WORK INSTRUCTION
Search term "MemoryEventStore": copy each line of the data containing it.

GIVEN DATA
....
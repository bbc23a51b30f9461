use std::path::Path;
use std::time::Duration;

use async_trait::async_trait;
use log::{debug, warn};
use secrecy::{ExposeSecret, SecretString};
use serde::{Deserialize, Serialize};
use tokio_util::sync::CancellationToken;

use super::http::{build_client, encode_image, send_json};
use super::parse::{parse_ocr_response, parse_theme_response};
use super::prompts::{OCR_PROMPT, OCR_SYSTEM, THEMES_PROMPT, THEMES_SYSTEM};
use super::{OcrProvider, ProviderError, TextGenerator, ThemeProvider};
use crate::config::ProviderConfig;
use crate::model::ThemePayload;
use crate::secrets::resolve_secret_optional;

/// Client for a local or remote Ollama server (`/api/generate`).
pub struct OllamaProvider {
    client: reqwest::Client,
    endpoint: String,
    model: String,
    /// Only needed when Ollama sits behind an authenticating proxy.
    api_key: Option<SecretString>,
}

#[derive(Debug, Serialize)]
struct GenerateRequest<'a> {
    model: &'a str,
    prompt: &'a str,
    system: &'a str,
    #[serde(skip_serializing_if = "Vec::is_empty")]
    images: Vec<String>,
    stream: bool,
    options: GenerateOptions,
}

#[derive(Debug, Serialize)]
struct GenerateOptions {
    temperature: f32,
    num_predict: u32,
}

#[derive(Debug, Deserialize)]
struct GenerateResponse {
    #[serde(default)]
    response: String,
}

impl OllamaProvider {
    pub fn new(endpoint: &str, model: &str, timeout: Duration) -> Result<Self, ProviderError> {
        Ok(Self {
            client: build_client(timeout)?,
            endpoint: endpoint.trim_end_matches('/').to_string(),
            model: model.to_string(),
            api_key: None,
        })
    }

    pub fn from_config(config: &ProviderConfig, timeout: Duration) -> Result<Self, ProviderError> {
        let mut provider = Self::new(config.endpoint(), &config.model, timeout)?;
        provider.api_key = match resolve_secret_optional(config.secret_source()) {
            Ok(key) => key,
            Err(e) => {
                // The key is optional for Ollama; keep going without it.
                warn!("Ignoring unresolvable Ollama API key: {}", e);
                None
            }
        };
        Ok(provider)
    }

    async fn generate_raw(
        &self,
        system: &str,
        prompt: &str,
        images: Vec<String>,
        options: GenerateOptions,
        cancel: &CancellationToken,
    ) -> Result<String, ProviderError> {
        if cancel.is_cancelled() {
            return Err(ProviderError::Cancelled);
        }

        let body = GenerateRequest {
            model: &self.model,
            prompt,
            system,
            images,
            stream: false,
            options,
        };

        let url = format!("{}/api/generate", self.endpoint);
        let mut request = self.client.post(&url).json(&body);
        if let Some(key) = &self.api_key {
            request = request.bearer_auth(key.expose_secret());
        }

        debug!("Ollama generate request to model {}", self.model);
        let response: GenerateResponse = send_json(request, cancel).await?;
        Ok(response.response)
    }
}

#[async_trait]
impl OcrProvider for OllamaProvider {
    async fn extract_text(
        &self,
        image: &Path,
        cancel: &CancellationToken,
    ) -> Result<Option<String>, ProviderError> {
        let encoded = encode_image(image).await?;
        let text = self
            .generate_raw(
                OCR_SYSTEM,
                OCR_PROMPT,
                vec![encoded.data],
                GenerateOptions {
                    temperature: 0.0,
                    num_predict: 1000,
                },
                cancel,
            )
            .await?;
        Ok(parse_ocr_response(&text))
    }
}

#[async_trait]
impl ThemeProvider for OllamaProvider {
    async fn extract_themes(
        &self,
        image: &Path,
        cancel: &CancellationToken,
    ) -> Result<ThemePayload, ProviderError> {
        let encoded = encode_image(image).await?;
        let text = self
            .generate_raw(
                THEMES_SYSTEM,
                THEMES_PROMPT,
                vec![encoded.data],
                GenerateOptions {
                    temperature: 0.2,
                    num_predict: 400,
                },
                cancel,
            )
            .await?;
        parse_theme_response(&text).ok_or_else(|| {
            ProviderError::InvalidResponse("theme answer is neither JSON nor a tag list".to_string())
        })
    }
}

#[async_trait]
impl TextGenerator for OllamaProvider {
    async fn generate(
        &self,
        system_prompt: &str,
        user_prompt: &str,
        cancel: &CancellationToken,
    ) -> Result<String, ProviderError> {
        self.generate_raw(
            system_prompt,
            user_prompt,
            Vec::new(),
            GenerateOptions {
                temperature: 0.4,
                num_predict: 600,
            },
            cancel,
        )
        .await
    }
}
....
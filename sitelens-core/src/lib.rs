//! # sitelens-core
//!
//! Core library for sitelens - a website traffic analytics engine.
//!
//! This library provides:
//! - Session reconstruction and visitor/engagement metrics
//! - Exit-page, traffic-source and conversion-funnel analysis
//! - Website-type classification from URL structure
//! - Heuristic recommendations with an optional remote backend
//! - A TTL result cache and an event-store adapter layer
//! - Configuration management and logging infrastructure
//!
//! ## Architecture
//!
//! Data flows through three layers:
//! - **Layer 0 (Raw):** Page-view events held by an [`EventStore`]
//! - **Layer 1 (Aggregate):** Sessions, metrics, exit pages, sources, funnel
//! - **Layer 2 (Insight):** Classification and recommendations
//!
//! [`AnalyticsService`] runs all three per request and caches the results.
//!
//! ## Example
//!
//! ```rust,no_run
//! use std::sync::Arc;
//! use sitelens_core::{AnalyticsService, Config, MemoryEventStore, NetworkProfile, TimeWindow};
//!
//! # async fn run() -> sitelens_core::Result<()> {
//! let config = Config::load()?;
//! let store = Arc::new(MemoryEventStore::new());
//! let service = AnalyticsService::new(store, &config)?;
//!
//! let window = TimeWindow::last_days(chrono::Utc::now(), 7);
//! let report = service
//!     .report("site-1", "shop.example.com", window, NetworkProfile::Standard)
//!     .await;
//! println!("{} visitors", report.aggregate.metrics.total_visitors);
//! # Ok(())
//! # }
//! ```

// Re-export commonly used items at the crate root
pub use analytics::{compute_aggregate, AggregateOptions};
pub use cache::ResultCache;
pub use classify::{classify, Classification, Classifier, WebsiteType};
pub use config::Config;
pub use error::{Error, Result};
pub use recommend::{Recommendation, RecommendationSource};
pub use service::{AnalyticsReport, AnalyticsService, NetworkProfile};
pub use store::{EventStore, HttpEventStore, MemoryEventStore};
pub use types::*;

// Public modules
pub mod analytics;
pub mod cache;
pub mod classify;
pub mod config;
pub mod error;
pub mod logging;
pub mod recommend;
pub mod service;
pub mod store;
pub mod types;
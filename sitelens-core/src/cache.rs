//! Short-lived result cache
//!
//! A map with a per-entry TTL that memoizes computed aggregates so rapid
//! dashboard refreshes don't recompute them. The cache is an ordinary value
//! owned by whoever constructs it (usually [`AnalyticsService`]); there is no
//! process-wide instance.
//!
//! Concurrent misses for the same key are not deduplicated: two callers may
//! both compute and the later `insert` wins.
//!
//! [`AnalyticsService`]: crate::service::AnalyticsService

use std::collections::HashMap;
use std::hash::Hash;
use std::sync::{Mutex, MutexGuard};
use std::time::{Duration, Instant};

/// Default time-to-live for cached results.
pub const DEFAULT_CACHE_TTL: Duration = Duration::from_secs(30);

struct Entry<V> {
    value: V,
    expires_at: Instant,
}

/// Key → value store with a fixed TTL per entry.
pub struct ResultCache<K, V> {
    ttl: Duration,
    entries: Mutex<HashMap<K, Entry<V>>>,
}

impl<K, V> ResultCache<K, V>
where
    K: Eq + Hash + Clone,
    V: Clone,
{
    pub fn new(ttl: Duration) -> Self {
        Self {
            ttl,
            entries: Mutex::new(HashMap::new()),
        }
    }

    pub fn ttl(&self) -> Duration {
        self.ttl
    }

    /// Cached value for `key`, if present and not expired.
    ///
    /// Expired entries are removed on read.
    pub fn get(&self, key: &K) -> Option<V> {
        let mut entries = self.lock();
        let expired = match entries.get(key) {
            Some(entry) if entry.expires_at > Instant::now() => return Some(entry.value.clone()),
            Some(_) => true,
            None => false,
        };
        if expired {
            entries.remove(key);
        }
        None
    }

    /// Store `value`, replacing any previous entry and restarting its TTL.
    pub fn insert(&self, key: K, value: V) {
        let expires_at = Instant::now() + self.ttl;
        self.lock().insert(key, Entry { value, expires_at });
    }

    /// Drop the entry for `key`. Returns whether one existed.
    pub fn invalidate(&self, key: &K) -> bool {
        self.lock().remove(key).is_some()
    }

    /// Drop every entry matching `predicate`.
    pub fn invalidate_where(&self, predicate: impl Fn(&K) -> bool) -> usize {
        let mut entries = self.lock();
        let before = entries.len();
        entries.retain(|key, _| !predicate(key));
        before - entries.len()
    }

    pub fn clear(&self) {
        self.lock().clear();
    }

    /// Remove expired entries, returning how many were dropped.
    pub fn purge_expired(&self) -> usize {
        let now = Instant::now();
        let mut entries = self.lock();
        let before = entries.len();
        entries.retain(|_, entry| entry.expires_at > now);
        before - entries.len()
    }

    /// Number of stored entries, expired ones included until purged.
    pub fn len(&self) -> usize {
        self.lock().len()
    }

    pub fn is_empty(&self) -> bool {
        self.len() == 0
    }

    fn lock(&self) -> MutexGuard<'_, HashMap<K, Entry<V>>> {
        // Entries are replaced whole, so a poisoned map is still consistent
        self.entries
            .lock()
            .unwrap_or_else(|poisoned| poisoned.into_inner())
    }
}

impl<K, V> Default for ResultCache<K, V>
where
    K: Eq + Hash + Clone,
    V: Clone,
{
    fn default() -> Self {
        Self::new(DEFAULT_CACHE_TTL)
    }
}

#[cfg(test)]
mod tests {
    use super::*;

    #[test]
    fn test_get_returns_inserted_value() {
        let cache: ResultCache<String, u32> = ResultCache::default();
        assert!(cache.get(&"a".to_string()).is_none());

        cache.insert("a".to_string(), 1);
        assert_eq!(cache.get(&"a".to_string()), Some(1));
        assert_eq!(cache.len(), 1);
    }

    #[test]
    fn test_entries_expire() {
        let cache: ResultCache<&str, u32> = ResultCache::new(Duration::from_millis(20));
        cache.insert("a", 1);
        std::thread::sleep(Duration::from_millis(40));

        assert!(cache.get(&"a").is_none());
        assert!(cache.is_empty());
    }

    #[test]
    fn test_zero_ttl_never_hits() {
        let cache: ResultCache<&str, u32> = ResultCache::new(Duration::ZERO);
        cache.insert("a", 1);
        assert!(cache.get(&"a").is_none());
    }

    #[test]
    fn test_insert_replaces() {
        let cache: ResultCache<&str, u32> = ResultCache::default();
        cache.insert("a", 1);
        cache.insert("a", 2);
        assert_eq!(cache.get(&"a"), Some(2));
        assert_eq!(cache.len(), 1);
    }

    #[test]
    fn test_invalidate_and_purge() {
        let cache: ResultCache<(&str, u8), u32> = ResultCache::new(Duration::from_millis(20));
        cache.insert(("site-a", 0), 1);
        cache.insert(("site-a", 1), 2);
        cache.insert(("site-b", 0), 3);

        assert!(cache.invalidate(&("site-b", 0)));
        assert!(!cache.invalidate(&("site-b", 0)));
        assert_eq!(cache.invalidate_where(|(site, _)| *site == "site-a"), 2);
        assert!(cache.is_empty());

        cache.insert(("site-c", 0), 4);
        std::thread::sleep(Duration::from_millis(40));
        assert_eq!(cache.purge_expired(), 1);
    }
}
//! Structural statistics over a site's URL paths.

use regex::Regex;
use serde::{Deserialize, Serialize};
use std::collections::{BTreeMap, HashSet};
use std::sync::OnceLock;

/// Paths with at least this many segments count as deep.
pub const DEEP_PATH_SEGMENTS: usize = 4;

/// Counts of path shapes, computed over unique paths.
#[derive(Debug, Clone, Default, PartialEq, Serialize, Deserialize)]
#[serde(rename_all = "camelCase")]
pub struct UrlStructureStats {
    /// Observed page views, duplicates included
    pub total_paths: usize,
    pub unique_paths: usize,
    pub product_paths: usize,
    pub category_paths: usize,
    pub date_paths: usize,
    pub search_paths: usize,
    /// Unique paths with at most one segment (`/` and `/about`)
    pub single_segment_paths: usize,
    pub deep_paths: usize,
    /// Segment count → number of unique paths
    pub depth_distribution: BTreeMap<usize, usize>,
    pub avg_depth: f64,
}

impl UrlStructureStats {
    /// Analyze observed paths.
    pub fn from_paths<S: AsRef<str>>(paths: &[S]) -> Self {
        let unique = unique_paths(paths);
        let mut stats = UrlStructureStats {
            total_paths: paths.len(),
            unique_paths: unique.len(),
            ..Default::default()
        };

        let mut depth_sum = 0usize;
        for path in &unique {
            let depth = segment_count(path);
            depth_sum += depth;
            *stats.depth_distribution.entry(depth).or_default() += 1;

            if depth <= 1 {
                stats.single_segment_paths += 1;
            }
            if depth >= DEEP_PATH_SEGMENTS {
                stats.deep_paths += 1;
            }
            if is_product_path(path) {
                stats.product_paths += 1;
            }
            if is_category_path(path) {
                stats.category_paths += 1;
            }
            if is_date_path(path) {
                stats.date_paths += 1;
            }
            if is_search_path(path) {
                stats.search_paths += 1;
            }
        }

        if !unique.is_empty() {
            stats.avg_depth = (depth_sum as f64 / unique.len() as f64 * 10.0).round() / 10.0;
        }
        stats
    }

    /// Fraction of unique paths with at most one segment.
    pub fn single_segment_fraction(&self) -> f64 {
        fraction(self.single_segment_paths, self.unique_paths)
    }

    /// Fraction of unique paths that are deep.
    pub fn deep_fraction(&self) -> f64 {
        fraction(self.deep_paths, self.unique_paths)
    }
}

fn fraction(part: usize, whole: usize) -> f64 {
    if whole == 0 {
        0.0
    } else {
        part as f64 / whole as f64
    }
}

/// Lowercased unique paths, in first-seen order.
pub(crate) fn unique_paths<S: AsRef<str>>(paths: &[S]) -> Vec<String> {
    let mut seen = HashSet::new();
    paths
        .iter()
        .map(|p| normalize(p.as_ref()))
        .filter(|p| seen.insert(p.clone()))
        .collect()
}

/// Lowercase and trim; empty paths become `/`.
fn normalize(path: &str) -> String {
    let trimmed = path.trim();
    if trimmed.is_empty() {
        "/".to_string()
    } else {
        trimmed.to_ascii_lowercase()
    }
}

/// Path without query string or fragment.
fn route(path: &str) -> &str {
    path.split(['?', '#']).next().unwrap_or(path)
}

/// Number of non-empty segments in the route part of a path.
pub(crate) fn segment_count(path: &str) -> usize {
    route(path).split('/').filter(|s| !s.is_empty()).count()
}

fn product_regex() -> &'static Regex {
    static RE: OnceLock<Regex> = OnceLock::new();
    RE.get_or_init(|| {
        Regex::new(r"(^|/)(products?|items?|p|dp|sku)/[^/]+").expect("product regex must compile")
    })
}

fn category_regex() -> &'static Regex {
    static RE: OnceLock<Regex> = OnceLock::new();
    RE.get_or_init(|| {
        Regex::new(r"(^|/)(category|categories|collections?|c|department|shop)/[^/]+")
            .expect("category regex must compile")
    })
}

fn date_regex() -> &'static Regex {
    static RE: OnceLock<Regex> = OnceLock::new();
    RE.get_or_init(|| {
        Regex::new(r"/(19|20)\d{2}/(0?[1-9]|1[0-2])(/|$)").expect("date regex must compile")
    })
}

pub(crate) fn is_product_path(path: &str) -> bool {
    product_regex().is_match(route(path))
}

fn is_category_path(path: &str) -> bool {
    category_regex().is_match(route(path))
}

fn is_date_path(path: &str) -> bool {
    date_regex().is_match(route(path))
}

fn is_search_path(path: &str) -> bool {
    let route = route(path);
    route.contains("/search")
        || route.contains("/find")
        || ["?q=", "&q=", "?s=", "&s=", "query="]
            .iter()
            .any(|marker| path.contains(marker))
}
....
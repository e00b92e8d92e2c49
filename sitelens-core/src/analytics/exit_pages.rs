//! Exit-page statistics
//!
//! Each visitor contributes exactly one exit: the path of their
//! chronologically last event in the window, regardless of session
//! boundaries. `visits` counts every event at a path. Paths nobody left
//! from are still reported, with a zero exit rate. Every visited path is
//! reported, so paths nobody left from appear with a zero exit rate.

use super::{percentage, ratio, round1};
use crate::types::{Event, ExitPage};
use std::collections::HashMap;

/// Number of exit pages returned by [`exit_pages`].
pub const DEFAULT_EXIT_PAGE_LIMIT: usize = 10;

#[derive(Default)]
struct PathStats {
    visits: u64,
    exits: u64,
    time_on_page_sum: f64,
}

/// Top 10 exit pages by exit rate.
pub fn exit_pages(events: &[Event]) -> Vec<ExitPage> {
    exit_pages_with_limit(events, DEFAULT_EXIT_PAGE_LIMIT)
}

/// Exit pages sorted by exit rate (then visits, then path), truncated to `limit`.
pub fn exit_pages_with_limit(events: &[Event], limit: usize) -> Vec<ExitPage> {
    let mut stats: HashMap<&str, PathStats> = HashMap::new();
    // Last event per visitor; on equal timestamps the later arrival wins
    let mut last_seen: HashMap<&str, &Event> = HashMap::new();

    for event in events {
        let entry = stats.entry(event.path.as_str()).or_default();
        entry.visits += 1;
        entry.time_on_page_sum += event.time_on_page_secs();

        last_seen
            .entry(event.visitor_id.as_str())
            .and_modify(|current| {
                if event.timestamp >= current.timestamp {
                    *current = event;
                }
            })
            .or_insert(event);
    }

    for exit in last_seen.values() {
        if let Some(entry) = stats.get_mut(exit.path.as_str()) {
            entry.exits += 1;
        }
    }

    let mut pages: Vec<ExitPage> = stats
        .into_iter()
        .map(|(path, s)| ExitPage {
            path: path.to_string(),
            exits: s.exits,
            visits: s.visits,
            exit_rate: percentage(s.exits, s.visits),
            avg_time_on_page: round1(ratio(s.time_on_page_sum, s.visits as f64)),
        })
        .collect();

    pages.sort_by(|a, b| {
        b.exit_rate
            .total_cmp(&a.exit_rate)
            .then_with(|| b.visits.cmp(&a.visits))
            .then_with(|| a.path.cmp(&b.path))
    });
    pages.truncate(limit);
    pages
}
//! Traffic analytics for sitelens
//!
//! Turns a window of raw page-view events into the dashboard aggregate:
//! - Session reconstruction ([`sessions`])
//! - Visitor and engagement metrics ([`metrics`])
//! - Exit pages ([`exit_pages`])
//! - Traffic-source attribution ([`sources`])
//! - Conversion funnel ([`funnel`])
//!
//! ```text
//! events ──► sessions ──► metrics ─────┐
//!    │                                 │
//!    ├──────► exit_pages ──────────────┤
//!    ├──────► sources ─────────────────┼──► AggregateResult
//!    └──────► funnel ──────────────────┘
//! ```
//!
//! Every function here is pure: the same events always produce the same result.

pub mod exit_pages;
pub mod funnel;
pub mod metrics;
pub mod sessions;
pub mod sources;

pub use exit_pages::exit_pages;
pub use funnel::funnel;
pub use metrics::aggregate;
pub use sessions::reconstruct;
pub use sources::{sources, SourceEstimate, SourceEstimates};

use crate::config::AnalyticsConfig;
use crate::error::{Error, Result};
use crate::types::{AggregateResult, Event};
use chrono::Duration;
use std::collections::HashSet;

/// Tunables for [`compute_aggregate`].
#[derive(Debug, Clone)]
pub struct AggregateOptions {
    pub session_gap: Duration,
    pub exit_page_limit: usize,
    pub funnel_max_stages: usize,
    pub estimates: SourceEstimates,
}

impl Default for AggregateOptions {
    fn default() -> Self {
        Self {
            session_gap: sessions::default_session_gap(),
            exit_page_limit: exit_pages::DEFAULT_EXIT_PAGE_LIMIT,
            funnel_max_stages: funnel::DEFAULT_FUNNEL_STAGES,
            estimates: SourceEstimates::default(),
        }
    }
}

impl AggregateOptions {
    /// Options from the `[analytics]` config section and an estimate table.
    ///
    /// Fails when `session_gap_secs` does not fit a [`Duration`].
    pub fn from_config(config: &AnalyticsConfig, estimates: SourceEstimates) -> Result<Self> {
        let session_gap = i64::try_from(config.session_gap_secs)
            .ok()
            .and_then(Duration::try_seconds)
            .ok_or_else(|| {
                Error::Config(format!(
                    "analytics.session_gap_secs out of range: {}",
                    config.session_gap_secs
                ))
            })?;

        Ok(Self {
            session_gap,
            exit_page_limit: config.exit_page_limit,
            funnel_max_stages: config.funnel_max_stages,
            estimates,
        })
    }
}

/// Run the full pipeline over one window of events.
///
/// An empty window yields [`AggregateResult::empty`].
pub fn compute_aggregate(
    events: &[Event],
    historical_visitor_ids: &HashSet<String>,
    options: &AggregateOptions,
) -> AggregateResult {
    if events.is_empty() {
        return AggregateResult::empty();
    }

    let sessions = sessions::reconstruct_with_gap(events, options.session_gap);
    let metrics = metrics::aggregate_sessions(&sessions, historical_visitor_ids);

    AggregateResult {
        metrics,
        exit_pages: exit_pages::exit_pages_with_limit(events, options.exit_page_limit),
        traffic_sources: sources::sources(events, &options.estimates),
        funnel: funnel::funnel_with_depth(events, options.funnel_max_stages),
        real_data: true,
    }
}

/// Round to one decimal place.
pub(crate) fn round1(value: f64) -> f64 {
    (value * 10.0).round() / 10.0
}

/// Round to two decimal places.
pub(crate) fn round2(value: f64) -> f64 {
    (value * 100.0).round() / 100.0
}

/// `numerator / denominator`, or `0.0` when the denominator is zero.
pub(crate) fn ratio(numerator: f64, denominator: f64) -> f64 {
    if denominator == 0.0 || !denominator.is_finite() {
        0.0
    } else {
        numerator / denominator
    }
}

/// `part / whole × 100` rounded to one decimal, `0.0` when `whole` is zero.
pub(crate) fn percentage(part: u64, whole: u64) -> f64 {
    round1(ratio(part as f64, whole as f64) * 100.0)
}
....
REPLY TO THE EXERCISE
//! use sitelens_core::{AnalyticsService, Config, MemoryEventStore, NetworkProfile, TimeWindow};
//! let store = Arc::new(MemoryEventStore::new());
pub use store::{EventStore, HttpEventStore, MemoryEventStore};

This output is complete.